In 1985, Redlener joined the board of USA for Africa as the organization's medical director and director of grants, where he met Paul Simon. In 1987, Redlener, Paul Simon and Karen Redlener founded Children's Health Fund to provide health care to homeless and medically underserved children in New York City. The program began with a single mobile medical unit funded by Simon and designed by Karen Redlener. As of 2010, the organization had 23 programs with more than 50 mobile medical units in underserved rural and urban communities throughout the United States. Karen Redlener remains with the Fund, currently serving as the organization's chief administrative officer.

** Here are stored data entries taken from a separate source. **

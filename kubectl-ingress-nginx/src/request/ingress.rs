//! Ingress listing across `networking.k8s.io/v1` and `v1beta1`, and the rows
//! the commands display.

use std::collections::BTreeSet;

use k8s_openapi::{
    api::networking::v1::{Ingress, IngressBackend},
    apimachinery::pkg::util::intstr::IntOrString,
};

use crate::request::{Cluster, Context, Error, legacy};

/// An ingress as served by whichever API version the cluster supports.
#[derive(Clone, Debug)]
pub enum IngressDefinition {
    V1(Box<Ingress>),
    V1beta1(Box<legacy::Ingress>),
}

impl From<Ingress> for IngressDefinition {
    fn from(ingress: Ingress) -> Self { Self::V1(Box::new(ingress)) }
}

impl From<legacy::Ingress> for IngressDefinition {
    fn from(ingress: legacy::Ingress) -> Self { Self::V1beta1(Box::new(ingress)) }
}

/// One host and path of an ingress.
#[derive(Clone, Debug, Default, PartialEq, Eq)]
pub struct IngressRow {
    pub namespace: String,
    pub ingress_name: String,
    pub host: String,
    pub path: String,
    pub tls: bool,
    pub service_name: String,
    pub service_port: String,
    /// Load balancer IPs and hostnames, comma separated.
    pub address: String,
}

impl IngressRow {
    /// URL of the row, or `None` for rows without a host.
    pub fn url(&self) -> Option<String> {
        if self.host.is_empty() {
            return None;
        }
        let scheme = if self.tls { "https" } else { "http" };
        Some(format!("{scheme}://{}{}", self.host, self.path))
    }
}

#[derive(Clone, Debug, Default)]
struct Backend {
    service_name: String,
    service_port: String,
}

impl Backend {
    /// `name:port`, the form a default backend is shown in.
    fn joined(&self) -> String { format!("{}:{}", self.service_name, self.service_port) }
}

impl From<&IngressBackend> for Backend {
    fn from(backend: &IngressBackend) -> Self {
        let Some(service) = backend.service.as_ref() else {
            return Self::default();
        };
        let service_port = service
            .port
            .as_ref()
            .and_then(|port| {
                port.number.map(|number| number.to_string()).or_else(|| port.name.clone())
            })
            .unwrap_or_default();
        Self { service_name: service.name.clone(), service_port }
    }
}

impl From<&legacy::IngressBackend> for Backend {
    fn from(backend: &legacy::IngressBackend) -> Self {
        let service_port = match &backend.service_port {
            Some(IntOrString::Int(number)) => number.to_string(),
            Some(IntOrString::String(name)) => name.clone(),
            None => String::new(),
        };
        Self { service_name: backend.service_name.clone().unwrap_or_default(), service_port }
    }
}

struct Rule {
    host: String,
    /// `None` for a rule without an `http` section.
    paths: Option<Vec<(String, Backend)>>,
}

/// The fields rows are built from, shared by both API versions.
struct Normalized {
    namespace: String,
    name: String,
    address: String,
    tls_hosts: BTreeSet<String>,
    default_backend: Option<Backend>,
    rules: Vec<Rule>,
}

impl From<&Ingress> for Normalized {
    fn from(ingress: &Ingress) -> Self {
        let spec = ingress.spec.clone().unwrap_or_default();
        let addresses = ingress
            .status
            .iter()
            .filter_map(|status| status.load_balancer.as_ref())
            .filter_map(|load_balancer| load_balancer.ingress.as_ref())
            .flatten()
            .flat_map(|ingress| [ingress.ip.clone(), ingress.hostname.clone()])
            .flatten()
            .filter(|address| !address.is_empty())
            .collect::<Vec<_>>();

        Self {
            namespace: ingress.metadata.namespace.clone().unwrap_or_default(),
            name: ingress.metadata.name.clone().unwrap_or_default(),
            address: addresses.join(","),
            tls_hosts: spec
                .tls
                .iter()
                .flatten()
                .filter_map(|tls| tls.hosts.clone())
                .flatten()
                .collect(),
            default_backend: spec.default_backend.as_ref().map(Backend::from),
            rules: spec
                .rules
                .iter()
                .flatten()
                .map(|rule| Rule {
                    host: rule.host.clone().unwrap_or_default(),
                    paths: rule.http.as_ref().map(|http| {
                        http.paths
                            .iter()
                            .map(|path| {
                                (path.path.clone().unwrap_or_default(), Backend::from(&path.backend))
                            })
                            .collect()
                    }),
                })
                .collect(),
        }
    }
}

impl From<&legacy::Ingress> for Normalized {
    fn from(ingress: &legacy::Ingress) -> Self {
        let addresses = ingress
            .status
            .load_balancer
            .ingress
            .iter()
            .flat_map(|ingress| [ingress.ip.clone(), ingress.hostname.clone()])
            .flatten()
            .filter(|address| !address.is_empty())
            .collect::<Vec<_>>();

        Self {
            namespace: ingress.metadata.namespace.clone().unwrap_or_default(),
            name: ingress.metadata.name.clone().unwrap_or_default(),
            address: addresses.join(","),
            tls_hosts: ingress.spec.tls.iter().flat_map(|tls| tls.hosts.clone()).collect(),
            default_backend: ingress.spec.backend.as_ref().map(Backend::from),
            rules: ingress
                .spec
                .rules
                .iter()
                .map(|rule| Rule {
                    host: rule.host.clone().unwrap_or_default(),
                    paths: rule.http.as_ref().map(|http| {
                        http.paths
                            .iter()
                            .map(|path| {
                                (path.path.clone().unwrap_or_default(), Backend::from(&path.backend))
                            })
                            .collect()
                    }),
                })
                .collect(),
        }
    }
}

impl Normalized {
    fn rows(&self) -> Vec<IngressRow> {
        let row = |host: String, path: String, service_name: String, service_port: String| {
            IngressRow {
                namespace: self.namespace.clone(),
                ingress_name: self.name.clone(),
                tls: self.tls_hosts.contains(&host),
                host,
                path,
                service_name,
                service_port,
                address: self.address.clone(),
            }
        };
        let default_service =
            self.default_backend.as_ref().map(Backend::joined).unwrap_or_default();

        // catch-all ingress
        if self.rules.is_empty() && !default_service.is_empty() {
            return vec![row("*".to_string(), String::new(), default_service, String::new())];
        }

        let mut rows = Vec::new();
        for rule in &self.rules {
            match &rule.paths {
                None => rows.push(row(
                    rule.host.clone(),
                    String::new(),
                    default_service.clone(),
                    String::new(),
                )),
                Some(paths) => rows.extend(paths.iter().map(|(path, backend)| {
                    row(
                        rule.host.clone(),
                        path.clone(),
                        backend.service_name.clone(),
                        backend.service_port.clone(),
                    )
                })),
            }
        }
        rows
    }
}

impl IngressDefinition {
    /// Flattens the ingress into one row per host and path.
    pub fn rows(&self) -> Vec<IngressRow> {
        match self {
            Self::V1(ingress) => Normalized::from(ingress.as_ref()).rows(),
            Self::V1beta1(ingress) => Normalized::from(ingress.as_ref()).rows(),
        }
    }
}

impl<C> Context<C>
where
    C: Cluster,
{
    /// Lists ingresses, falling back to `v1beta1` when `v1` fails for any
    /// reason.
    ///
    /// # Errors
    ///
    /// Returns `Error::Api` with the `v1beta1` error when both versions fail.
    pub async fn list_ingresses(&self, namespace: &str) -> Result<Vec<IngressDefinition>, Error> {
        match self.cluster.list_ingresses(namespace).await {
            Ok(ingresses) => Ok(ingresses.into_iter().map(IngressDefinition::from).collect()),
            Err(err) => {
                tracing::debug!("Falling back to networking.k8s.io/v1beta1, error: {err}");
                let ingresses = self.cluster.list_legacy_ingresses(namespace).await?;
                Ok(ingresses.into_iter().map(IngressDefinition::from).collect())
            }
        }
    }

    /// Rows of every ingress in the resolved namespace.
    ///
    /// # Errors
    ///
    /// Returns `Error::Api` when ingresses cannot be listed.
    pub async fn ingress_rows(&self) -> Result<Vec<IngressRow>, Error> {
        let ingresses = self.list_ingresses(&self.namespace()).await?;
        Ok(ingresses.iter().flat_map(IngressDefinition::rows).collect())
    }
}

Redlener also served as head of outpatient pediatrics at Cornell/New York Hospital (1987–1990) and head of community pediatrics at Montefiore Medical Center (1990–2003). Redlener designed and oversaw development of the Children's Hospital at Montefiore and served as its president from 2001 to 2003.

During the 1992 presidential campaign, Redlener was chairman of the National Health Leadership Council, a group of 300 health professionals who supported Bill Clinton's candidacy. In 1993 and 1994, he was part of the White House Task Force on National Health Care Reform, serving as the vice-chairman of its Health Professional Review Group.  He was also a founding member of the Task Force on Terrorism of the American Academy of Pediatrics in 2001.

In April 2000, Redlener was engaged by Doris Meissner, Commissioner of the Immigration and Naturalization Service (INS), to provide strategic guidance regarding the management of the Elián González case. He claimed in a letter to INS that based on weeks of studying the case including a "propaganda 40-second video of 7-year-old Elian," he “is now in a state of imminent danger to his physical and emotional well-being in a home that I consider to be psychologically abusive.” He urged that the government immediately remove the "horrendously exploited” Elian from the “bizarre and destructive ambiance” of his Miami relatives and returned to his biological father. Eleven Cuban-American doctors dismissed Redlener's opinion for not “having obtained a medical history, performed a physical examination or other proper psychological evaluations of Elian." Redlener strongly refuted the premise of these assertions and suggested that his critics had no understanding of how to diagnose psychological child abuse. Republican National Committee Chairman Jim Nicholson said Redlener was "neither a psychiatrist nor a psychologist and who has never examined the young Cuban refugee."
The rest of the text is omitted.